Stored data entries
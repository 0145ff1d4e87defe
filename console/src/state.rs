//! Query console state machine.
//!
//! One [`QueryConsole`] owns the query text, the last applied result set and
//! the status line. The run action is disabled while a request is in flight.
//! Every accepted submission gets a new generation number and only the
//! outcome carrying the latest generation is applied.

use common::models::document::{DocumentOperation, DocumentQueryRequest};
use common::models::query::ResultSet;
use serde_json::Value;

use crate::error::ConsoleError;

/// Notice shown when a blank query is submitted.
pub const BLANK_QUERY_NOTICE: &str = "Please enter a query!";

/// Notice shown when a query is submitted while another is running.
pub const RUNNING_NOTICE: &str = "A query is already running";

/// Query language of the editor.
#[derive(Debug, Clone, Copy, PartialEq, Eq, Default, clap::ValueEnum)]
pub enum Mode {
    /// Text is sent verbatim to the SQL endpoint.
    #[default]
    Sql,
    /// Text is parsed as JSON and sent to the document endpoint.
    #[value(name = "nosql")]
    NoSql,
}

impl std::fmt::Display for Mode {
    fn fmt(&self, f: &mut std::fmt::Formatter<'_>) -> std::fmt::Result {
        match self {
            Mode::Sql => write!(f, "sql"),
            Mode::NoSql => write!(f, "nosql"),
        }
    }
}

impl std::str::FromStr for Mode {
    type Err = String;

    fn from_str(s: &str) -> Result<Self, Self::Err> {
        match s.trim().to_ascii_lowercase().as_str() {
            "sql" => Ok(Mode::Sql),
            "nosql" => Ok(Mode::NoSql),
            other => Err(format!("unknown mode: {}", other)),
        }
    }
}

/// Lifecycle phase of the latest submission.
#[derive(Debug, Clone, Copy, PartialEq, Eq)]
pub enum Phase {
    /// Nothing submitted yet.
    Idle,
    /// A request is in flight.
    Running,
    /// The latest request succeeded.
    Resolved,
    /// The latest request failed.
    Failed,
}

/// Severity of the status line.
#[derive(Debug, Clone, Copy, PartialEq, Eq)]
pub enum StatusKind {
    /// Local notice (e.g. blank query).
    Notice,
    /// Request failure.
    Error,
}

/// Non-blocking status line.
#[derive(Debug, Clone, PartialEq, Eq)]
pub struct StatusMessage {
    pub kind: StatusKind,
    pub text: String,
}

impl StatusMessage {
    fn notice(text: impl Into<String>) -> Self {
        Self { kind: StatusKind::Notice, text: text.into() }
    }

    fn error(text: impl Into<String>) -> Self {
        Self { kind: StatusKind::Error, text: text.into() }
    }
}

/// Request to send for an accepted submission.
#[derive(Debug, Clone, PartialEq)]
pub enum Submission {
    Sql(String),
    Document(DocumentQueryRequest),
}

/// An accepted submission tagged with its generation.
#[derive(Debug, Clone, PartialEq)]
pub struct Ticket {
    pub generation: u64,
    pub submission: Submission,
}

/// Console state.
#[derive(Debug)]
pub struct QueryConsole {
    mode: Mode,
    query: String,
    phase: Phase,
    generation: u64,
    results: ResultSet,
    status: Option<StatusMessage>,
}

impl QueryConsole {
    pub fn new(mode: Mode) -> Self {
        Self {
            mode,
            query: String::new(),
            phase: Phase::Idle,
            generation: 0,
            results: ResultSet::new(),
            status: None,
        }
    }

    pub fn mode(&self) -> Mode {
        self.mode
    }

    pub fn set_mode(&mut self, mode: Mode) {
        self.mode = mode;
    }

    pub fn query(&self) -> &str {
        &self.query
    }

    pub fn set_query(&mut self, query: impl Into<String>) {
        self.query = query.into();
    }

    pub fn phase(&self) -> Phase {
        self.phase
    }

    /// Generation of the latest accepted submission (0 before the first).
    pub fn generation(&self) -> u64 {
        self.generation
    }

    /// Last applied result set.
    pub fn results(&self) -> &ResultSet {
        &self.results
    }

    pub fn status(&self) -> Option<&StatusMessage> {
        self.status.as_ref()
    }

    pub fn is_running(&self) -> bool {
        self.phase == Phase::Running
    }

    /// Label of the run control.
    pub fn run_label(&self) -> &'static str {
        if self.is_running() {
            "Running..."
        } else {
            "Run Query"
        }
    }

    /// Accepts the current query text for execution.
    ///
    /// Blank text (or, in NoSQL mode, text that is not a JSON object) is
    /// rejected with a notice and nothing changes but the status line. So is
    /// any submission while a request is in flight.
    pub fn submit(&mut self) -> Option<Ticket> {
        if self.is_running() {
            self.status = Some(StatusMessage::notice(RUNNING_NOTICE));
            return None;
        }
        if self.query.trim().is_empty() {
            self.status = Some(StatusMessage::notice(BLANK_QUERY_NOTICE));
            return None;
        }

        let submission = match self.mode {
            Mode::Sql => Submission::Sql(self.query.clone()),
            Mode::NoSql => match parse_document_query(&self.query) {
                Ok(req) => Submission::Document(req),
                Err(e) => {
                    self.status = Some(StatusMessage::notice(e));
                    return None;
                }
            },
        };

        self.generation += 1;
        self.phase = Phase::Running;
        self.status = None;
        Some(Ticket {
            generation: self.generation,
            submission,
        })
    }

    /// Applies the outcome of a submission.
    ///
    /// Returns `false` and leaves the state untouched when `generation` is not
    /// the latest one.
    pub fn resolve(&mut self, generation: u64, outcome: Result<ResultSet, ConsoleError>) -> bool {
        if generation != self.generation || self.phase != Phase::Running {
            return false;
        }
        match outcome {
            Ok(rows) => {
                self.results = rows;
                self.phase = Phase::Resolved;
                self.status = None;
            }
            Err(e) => {
                self.phase = Phase::Failed;
                self.status = Some(StatusMessage::error(e.to_string()));
            }
        }
        true
    }
}

/// Parses NoSQL editor text.
///
/// Accepts either a full `{ "operation": …, "data": … }` envelope or a bare
/// `{ "collection": …, "filter": … }` object, which becomes a `find`.
pub fn parse_document_query(text: &str) -> Result<DocumentQueryRequest, String> {
    let value: Value = serde_json::from_str(text).map_err(|e| format!("Invalid JSON: {}", e))?;
    let Value::Object(object) = value else {
        return Err("NoSQL query must be a JSON object".to_string());
    };

    if object.contains_key("operation") {
        return serde_json::from_value(Value::Object(object))
            .map_err(|e| format!("Invalid NoSQL request: {}", e));
    }

    Ok(DocumentQueryRequest {
        operation: DocumentOperation::Find,
        data: Value::Object(object),
    })
}

#[cfg(test)]
mod tests {
    use super::*;
    use serde_json::json;

    fn rows(value: Value) -> ResultSet {
        serde_json::from_value(value).unwrap()
    }

    fn gateway_error(message: &str) -> ConsoleError {
        ConsoleError::Gateway {
            status: 500,
            message: message.to_string(),
        }
    }

    #[test]
    fn test_blank_query_is_rejected_locally() {
        let mut console = QueryConsole::new(Mode::Sql);
        console.set_query("  \n\t");
        assert!(console.submit().is_none());
        assert_eq!(console.phase(), Phase::Idle);
        assert_eq!(console.generation(), 0);
        assert_eq!(console.status().unwrap().text, BLANK_QUERY_NOTICE);
        assert_eq!(console.status().unwrap().kind, StatusKind::Notice);
    }

    #[test]
    fn test_submit_and_resolve() {
        let mut console = QueryConsole::new(Mode::Sql);
        console.set_query("SELECT * FROM Customers;");
        let ticket = console.submit().unwrap();
        assert_eq!(ticket.generation, 1);
        assert_eq!(ticket.submission, Submission::Sql("SELECT * FROM Customers;".into()));
        assert!(console.is_running());
        assert_eq!(console.run_label(), "Running...");

        let result = rows(json!([{ "customer_id": 1, "first_name": "Deepak" }]));
        assert!(console.resolve(1, Ok(result.clone())));
        assert_eq!(console.phase(), Phase::Resolved);
        assert_eq!(console.results(), &result);
        assert_eq!(console.run_label(), "Run Query");
    }

    #[test]
    fn test_failure_keeps_query_and_previous_results() {
        let mut console = QueryConsole::new(Mode::Sql);
        console.set_query("SELECT 1");
        let first = console.submit().unwrap();
        let previous = rows(json!([{ "1": 1 }]));
        console.resolve(first.generation, Ok(previous.clone()));

        console.set_query("SELECT * FROM NoSuchTable;");
        let second = console.submit().unwrap();
        assert!(console.resolve(second.generation, Err(gateway_error("Query failed"))));

        assert_eq!(console.phase(), Phase::Failed);
        assert_eq!(console.query(), "SELECT * FROM NoSuchTable;");
        assert_eq!(console.results(), &previous);
        let status = console.status().unwrap();
        assert_eq!(status.kind, StatusKind::Error);
        assert_eq!(status.text, "Query failed");
    }

    #[test]
    fn test_stale_response_is_discarded() {
        let mut console = QueryConsole::new(Mode::Sql);
        console.set_query("SELECT 1");
        let first = console.submit().unwrap();
        assert!(console.resolve(first.generation, Ok(rows(json!([{ "1": 1 }])))));

        console.set_query("SELECT 2");
        let second = console.submit().unwrap();
        assert!(second.generation > first.generation);
        assert!(!console.resolve(first.generation, Ok(rows(json!([{ "late": 1 }])))));
        assert!(!console.resolve(first.generation, Err(gateway_error("late failure"))));
        assert!(console.is_running());

        let latest = rows(json!([{ "2": 2 }]));
        assert!(console.resolve(second.generation, Ok(latest.clone())));
        assert_eq!(console.results(), &latest);
        assert_eq!(console.phase(), Phase::Resolved);
        assert!(console.status().is_none());
    }

    #[test]
    fn test_submit_while_running_is_rejected() {
        let mut console = QueryConsole::new(Mode::Sql);
        console.set_query("SELECT 1");
        let ticket = console.submit().unwrap();
        assert_eq!(ticket.generation, 1);

        console.set_query("SELECT 2");
        assert!(console.submit().is_none());
        assert_eq!(console.generation(), 1);
        assert!(console.is_running());
        let status = console.status().unwrap();
        assert_eq!(status.kind, StatusKind::Notice);
        assert_eq!(status.text, RUNNING_NOTICE);

        assert!(console.resolve(ticket.generation, Ok(ResultSet::new())));
        assert!(console.status().is_none());
        assert_eq!(console.submit().unwrap().generation, 2);
    }

    #[test]
    fn test_duplicate_resolution_is_ignored() {
        let mut console = QueryConsole::new(Mode::Sql);
        console.set_query("SELECT 1");
        let ticket = console.submit().unwrap();
        assert!(console.resolve(ticket.generation, Ok(ResultSet::new())));
        assert!(!console.resolve(ticket.generation, Err(gateway_error("again"))));
        assert_eq!(console.phase(), Phase::Resolved);
    }

    #[test]
    fn test_nosql_bare_object_becomes_find() {
        let mut console = QueryConsole::new(Mode::NoSql);
        console.set_query(r#"{ "collection": "users", "filter": { "name": "Deepak" } }"#);
        let ticket = console.submit().unwrap();
        let Submission::Document(req) = ticket.submission else {
            panic!("expected a document submission");
        };
        assert_eq!(req.operation, DocumentOperation::Find);
        assert_eq!(req.data["collection"], "users");
    }

    #[test]
    fn test_nosql_envelope_and_invalid_json() {
        let req = parse_document_query(
            r#"{ "operation": "count", "data": { "collection": "users" } }"#,
        )
        .unwrap();
        assert_eq!(req.operation, DocumentOperation::Count);

        let mut console = QueryConsole::new(Mode::NoSql);
        console.set_query("{ not json");
        assert!(console.submit().is_none());
        assert!(console.status().unwrap().text.starts_with("Invalid JSON"));
        assert_eq!(console.phase(), Phase::Idle);

        assert!(parse_document_query("[1, 2]").is_err());
    }

    #[test]
    fn test_mode_parse() {
        assert_eq!("SQL".parse::<Mode>().unwrap(), Mode::Sql);
        assert_eq!("nosql".parse::<Mode>().unwrap(), Mode::NoSql);
        assert!("graphql".parse::<Mode>().is_err());
    }
}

Aim of the task:
Filter the data for the string "Debug" and copy every line that has it.

Output of the exercise:
#[derive(Debug, Clone, Copy, PartialEq, Eq, Default, clap::ValueEnum)]
#[derive(Debug, Clone, Copy, PartialEq, Eq)]
#[derive(Debug, Clone, Copy, PartialEq, Eq)]
#[derive(Debug, Clone, PartialEq, Eq)]
#[derive(Debug, Clone, PartialEq)]
#[derive(Debug, Clone, PartialEq)]
#[derive(Debug)]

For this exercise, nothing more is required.